EXERCISE
Extract all lines from the data beneath that include the word "height".

RECORDS TO USE

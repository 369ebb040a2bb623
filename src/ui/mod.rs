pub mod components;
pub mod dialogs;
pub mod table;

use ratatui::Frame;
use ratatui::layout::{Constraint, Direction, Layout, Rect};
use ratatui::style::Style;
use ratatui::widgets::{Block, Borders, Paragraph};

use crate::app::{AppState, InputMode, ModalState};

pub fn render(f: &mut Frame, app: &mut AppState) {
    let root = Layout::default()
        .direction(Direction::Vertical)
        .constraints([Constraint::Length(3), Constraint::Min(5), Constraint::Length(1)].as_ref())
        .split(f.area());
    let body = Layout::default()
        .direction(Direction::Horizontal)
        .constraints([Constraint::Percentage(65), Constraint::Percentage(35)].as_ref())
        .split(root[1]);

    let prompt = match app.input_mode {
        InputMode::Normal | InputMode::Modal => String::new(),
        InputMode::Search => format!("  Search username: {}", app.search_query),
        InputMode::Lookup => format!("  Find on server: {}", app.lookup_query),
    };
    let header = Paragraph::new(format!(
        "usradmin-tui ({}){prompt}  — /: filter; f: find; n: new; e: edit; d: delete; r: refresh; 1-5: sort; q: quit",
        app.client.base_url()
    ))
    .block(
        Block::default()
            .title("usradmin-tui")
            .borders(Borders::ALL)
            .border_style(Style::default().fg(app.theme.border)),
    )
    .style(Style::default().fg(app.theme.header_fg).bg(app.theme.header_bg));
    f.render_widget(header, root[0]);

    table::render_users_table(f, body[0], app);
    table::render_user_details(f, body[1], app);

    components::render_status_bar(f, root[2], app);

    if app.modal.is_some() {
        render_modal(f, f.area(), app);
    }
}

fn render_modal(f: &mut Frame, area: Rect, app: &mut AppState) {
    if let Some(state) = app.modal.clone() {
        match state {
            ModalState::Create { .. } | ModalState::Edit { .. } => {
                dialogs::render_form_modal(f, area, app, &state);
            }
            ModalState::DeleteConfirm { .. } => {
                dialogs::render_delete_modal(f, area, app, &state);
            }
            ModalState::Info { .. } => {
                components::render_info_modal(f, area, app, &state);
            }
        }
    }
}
==
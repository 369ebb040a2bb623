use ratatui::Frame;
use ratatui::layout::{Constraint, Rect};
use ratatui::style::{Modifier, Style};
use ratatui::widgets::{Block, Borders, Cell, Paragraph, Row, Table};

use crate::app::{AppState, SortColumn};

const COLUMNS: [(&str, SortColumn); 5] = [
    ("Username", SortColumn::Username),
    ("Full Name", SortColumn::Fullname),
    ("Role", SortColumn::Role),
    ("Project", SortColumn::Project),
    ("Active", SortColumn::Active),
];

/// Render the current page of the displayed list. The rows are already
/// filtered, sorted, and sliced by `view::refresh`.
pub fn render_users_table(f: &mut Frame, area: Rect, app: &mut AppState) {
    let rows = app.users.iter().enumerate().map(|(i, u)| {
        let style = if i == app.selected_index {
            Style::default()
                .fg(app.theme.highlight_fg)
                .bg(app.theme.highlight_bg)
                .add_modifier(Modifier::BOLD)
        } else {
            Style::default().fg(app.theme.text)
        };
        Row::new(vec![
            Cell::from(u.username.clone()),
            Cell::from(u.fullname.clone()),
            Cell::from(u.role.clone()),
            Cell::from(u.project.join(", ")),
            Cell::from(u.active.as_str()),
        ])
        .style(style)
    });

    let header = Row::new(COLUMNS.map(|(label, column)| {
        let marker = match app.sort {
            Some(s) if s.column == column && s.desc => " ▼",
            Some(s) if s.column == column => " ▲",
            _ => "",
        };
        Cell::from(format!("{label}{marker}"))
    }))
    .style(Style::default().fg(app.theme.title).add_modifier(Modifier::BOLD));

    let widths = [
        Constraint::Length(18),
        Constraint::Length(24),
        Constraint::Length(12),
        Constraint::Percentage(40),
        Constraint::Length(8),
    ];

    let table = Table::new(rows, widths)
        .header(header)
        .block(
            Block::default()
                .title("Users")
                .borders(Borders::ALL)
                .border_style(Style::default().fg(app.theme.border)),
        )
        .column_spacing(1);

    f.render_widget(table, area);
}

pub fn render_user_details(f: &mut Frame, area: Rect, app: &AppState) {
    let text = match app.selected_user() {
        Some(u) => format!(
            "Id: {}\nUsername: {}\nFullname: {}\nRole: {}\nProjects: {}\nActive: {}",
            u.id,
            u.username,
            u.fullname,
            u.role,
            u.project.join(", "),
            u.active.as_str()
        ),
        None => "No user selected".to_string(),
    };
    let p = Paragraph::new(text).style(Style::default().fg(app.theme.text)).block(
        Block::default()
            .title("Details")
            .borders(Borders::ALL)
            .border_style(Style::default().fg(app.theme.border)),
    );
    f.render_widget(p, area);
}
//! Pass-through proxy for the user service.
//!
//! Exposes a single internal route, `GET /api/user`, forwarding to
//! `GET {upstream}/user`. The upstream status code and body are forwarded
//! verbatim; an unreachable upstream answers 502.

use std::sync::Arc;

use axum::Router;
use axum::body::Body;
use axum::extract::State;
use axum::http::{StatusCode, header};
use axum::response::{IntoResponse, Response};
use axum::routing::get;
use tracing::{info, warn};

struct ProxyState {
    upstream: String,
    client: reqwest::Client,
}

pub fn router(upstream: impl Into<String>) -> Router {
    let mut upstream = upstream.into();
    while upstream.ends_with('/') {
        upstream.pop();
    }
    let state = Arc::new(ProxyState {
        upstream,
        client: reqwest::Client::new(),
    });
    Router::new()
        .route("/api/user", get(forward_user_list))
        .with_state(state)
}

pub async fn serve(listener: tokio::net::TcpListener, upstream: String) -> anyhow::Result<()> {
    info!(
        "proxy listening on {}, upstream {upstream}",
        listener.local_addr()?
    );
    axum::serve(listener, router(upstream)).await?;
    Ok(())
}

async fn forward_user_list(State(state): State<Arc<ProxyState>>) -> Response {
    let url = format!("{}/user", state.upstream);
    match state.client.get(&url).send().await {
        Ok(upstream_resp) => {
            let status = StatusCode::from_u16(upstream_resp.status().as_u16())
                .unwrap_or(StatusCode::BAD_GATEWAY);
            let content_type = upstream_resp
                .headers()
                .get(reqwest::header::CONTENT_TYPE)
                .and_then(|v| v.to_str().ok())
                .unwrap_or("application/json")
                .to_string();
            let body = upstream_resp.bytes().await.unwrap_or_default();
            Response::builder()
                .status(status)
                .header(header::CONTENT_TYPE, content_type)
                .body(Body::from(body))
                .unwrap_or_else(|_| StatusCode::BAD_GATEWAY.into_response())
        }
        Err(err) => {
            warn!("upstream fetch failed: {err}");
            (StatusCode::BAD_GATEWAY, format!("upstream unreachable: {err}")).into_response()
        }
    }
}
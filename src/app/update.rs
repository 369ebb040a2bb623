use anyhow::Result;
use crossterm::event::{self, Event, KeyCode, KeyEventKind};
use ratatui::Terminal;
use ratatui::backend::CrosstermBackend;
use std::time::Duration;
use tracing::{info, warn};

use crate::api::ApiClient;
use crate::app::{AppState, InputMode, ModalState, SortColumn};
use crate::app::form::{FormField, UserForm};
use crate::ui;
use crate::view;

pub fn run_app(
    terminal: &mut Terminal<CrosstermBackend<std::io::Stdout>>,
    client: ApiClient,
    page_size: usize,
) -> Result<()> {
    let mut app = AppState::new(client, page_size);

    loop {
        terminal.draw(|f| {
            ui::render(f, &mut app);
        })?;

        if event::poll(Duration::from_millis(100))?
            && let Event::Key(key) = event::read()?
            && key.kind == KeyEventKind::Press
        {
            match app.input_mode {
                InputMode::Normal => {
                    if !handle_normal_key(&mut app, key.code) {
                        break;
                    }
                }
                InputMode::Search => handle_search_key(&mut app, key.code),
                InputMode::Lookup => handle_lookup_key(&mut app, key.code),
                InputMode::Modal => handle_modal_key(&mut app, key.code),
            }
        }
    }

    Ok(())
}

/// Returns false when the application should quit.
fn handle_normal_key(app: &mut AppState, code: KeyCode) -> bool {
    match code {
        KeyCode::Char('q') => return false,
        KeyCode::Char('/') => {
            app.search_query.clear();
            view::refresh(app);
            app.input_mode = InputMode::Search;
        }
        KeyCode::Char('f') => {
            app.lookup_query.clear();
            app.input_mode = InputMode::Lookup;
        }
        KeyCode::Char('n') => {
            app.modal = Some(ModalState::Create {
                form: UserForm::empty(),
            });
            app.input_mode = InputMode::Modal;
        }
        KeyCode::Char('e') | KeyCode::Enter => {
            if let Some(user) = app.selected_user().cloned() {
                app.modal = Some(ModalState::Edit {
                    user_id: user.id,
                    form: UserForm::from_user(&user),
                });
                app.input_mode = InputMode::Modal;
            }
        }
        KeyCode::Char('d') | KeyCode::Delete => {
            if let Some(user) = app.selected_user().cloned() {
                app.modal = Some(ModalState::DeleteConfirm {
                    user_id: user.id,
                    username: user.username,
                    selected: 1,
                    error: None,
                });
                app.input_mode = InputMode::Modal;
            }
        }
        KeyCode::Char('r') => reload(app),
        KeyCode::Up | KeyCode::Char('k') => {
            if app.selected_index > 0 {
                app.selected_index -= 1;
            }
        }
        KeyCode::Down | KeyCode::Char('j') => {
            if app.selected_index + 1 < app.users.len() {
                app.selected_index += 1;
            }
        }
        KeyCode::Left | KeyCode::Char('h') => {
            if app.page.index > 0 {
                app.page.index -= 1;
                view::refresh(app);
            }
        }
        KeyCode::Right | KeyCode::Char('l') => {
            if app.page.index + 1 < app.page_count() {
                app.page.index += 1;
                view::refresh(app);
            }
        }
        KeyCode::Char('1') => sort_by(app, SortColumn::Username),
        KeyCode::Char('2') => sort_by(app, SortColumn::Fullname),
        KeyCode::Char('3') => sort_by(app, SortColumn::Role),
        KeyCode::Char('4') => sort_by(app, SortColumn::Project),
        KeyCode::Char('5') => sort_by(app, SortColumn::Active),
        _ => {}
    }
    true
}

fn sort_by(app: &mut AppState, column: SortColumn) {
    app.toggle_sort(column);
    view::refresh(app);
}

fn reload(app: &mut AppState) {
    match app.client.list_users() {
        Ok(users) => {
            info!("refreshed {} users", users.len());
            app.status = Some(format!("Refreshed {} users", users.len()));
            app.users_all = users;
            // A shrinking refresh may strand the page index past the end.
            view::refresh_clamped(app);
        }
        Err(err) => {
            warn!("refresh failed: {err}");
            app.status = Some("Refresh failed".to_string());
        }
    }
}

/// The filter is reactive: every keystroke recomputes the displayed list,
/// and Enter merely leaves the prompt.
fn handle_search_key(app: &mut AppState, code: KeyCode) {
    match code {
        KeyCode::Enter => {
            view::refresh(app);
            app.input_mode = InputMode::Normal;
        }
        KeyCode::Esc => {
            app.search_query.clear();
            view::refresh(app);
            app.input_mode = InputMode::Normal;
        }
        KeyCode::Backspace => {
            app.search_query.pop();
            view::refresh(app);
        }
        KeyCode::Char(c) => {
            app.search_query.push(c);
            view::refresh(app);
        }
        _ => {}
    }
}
---
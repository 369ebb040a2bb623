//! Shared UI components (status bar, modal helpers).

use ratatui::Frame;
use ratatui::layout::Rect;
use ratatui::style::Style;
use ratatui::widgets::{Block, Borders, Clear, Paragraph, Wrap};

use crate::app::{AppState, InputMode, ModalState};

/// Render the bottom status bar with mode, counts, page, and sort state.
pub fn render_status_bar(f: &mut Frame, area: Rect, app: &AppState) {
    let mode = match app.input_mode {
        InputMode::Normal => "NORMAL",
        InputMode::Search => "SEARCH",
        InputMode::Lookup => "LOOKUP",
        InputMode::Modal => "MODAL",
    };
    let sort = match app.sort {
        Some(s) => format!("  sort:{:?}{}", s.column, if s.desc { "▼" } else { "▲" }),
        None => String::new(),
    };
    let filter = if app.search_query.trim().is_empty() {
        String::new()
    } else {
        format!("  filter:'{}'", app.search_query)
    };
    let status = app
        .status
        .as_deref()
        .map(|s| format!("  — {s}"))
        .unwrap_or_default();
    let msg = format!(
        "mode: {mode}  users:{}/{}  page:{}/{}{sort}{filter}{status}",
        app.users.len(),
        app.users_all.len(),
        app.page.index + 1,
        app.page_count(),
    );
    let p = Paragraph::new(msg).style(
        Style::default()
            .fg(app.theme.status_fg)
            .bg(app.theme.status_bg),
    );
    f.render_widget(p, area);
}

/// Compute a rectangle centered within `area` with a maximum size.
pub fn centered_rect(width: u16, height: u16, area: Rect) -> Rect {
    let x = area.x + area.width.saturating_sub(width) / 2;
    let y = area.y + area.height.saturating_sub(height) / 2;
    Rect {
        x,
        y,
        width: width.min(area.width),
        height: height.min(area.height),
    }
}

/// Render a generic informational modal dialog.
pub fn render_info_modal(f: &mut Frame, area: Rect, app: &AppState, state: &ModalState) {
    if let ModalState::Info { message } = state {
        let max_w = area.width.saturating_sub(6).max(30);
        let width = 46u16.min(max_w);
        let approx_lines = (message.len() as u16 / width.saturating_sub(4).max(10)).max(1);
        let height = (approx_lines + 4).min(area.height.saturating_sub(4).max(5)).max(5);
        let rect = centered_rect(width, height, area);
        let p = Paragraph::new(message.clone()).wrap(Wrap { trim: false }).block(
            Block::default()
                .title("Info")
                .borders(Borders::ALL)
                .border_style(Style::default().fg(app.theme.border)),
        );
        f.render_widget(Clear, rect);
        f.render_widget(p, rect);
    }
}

ANSWER FOR THIS EXERCISE
pub fn centered_rect(width: u16, height: u16, area: Rect) -> Rect {
    let y = area.y + area.height.saturating_sub(height) / 2;
        height: height.min(area.height),
        let height = (approx_lines + 4).min(area.height.saturating_sub(4).max(5)).max(5);
        let rect = centered_rect(width, height, area);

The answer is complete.